=== Aim of the task ===
As the answer, give every line of the records that includes the word "BatchRequest".

[Stored items]

■ ■ ■

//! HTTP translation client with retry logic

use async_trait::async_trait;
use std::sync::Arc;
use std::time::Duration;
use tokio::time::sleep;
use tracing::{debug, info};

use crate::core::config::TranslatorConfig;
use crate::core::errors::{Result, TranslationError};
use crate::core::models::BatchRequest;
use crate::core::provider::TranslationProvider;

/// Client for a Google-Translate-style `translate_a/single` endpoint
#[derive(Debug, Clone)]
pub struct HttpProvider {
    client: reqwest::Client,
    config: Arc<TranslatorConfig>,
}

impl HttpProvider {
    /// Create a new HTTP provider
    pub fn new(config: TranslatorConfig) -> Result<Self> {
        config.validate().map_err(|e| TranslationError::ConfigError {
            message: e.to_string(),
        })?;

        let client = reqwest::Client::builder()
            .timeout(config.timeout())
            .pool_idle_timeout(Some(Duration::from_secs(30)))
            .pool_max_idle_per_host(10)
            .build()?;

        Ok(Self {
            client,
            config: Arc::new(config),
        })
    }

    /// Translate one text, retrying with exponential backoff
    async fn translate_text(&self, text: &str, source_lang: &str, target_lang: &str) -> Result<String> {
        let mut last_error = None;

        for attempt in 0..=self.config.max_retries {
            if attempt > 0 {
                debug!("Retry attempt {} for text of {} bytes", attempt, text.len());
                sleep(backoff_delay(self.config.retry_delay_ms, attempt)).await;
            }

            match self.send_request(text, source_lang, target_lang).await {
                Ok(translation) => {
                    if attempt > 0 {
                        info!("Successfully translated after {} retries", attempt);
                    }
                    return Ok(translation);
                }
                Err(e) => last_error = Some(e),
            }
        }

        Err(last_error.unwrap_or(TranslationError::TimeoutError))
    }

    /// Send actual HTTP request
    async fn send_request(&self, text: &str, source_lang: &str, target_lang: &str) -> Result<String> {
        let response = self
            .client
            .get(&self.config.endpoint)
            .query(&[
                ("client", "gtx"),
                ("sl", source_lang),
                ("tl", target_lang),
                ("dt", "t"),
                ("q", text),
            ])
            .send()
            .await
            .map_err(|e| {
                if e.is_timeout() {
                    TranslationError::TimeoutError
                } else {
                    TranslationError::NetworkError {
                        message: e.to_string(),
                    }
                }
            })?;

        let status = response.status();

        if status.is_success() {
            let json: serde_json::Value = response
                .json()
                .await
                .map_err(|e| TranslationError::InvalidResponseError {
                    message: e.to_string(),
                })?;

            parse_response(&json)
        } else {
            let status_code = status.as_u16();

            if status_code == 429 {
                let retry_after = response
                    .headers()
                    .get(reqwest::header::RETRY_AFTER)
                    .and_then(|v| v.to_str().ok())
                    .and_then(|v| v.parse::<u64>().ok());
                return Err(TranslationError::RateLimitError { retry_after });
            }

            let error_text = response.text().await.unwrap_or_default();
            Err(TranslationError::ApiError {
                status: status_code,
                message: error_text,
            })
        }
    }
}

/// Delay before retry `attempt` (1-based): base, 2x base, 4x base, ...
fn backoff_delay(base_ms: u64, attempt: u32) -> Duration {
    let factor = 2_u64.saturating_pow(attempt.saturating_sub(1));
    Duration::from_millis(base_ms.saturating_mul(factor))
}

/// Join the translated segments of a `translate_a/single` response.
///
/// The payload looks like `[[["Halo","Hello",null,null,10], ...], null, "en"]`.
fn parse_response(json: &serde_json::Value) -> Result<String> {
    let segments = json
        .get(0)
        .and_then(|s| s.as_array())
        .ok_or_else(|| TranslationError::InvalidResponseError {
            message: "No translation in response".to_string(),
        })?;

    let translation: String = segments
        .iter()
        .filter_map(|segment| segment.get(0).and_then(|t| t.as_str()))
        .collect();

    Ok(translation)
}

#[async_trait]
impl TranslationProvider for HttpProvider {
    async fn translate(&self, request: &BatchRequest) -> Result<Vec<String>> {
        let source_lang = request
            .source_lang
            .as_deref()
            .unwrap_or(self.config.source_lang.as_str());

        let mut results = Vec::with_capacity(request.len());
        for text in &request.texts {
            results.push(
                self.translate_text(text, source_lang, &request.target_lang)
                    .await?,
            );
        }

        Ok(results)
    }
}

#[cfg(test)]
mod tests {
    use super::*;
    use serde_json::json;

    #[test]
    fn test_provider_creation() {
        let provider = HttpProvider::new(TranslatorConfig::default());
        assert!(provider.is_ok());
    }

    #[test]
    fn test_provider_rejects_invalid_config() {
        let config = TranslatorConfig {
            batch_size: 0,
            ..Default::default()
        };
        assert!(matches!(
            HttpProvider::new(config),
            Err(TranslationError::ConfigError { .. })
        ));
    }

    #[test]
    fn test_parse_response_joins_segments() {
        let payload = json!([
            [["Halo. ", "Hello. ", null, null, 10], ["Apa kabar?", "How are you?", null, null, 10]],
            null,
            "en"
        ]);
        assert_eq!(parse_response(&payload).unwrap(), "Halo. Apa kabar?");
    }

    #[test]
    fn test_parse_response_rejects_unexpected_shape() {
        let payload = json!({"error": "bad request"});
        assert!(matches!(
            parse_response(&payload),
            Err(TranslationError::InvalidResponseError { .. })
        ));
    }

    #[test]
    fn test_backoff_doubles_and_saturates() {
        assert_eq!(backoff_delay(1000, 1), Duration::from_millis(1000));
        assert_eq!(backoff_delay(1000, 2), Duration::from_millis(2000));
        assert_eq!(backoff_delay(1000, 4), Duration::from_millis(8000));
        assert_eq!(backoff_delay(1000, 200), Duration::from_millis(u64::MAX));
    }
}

■ ■ ■

=== Result of this exercise ===
use crate::core::models::BatchRequest;
    async fn translate(&self, request: &BatchRequest) -> Result<Vec<String>> {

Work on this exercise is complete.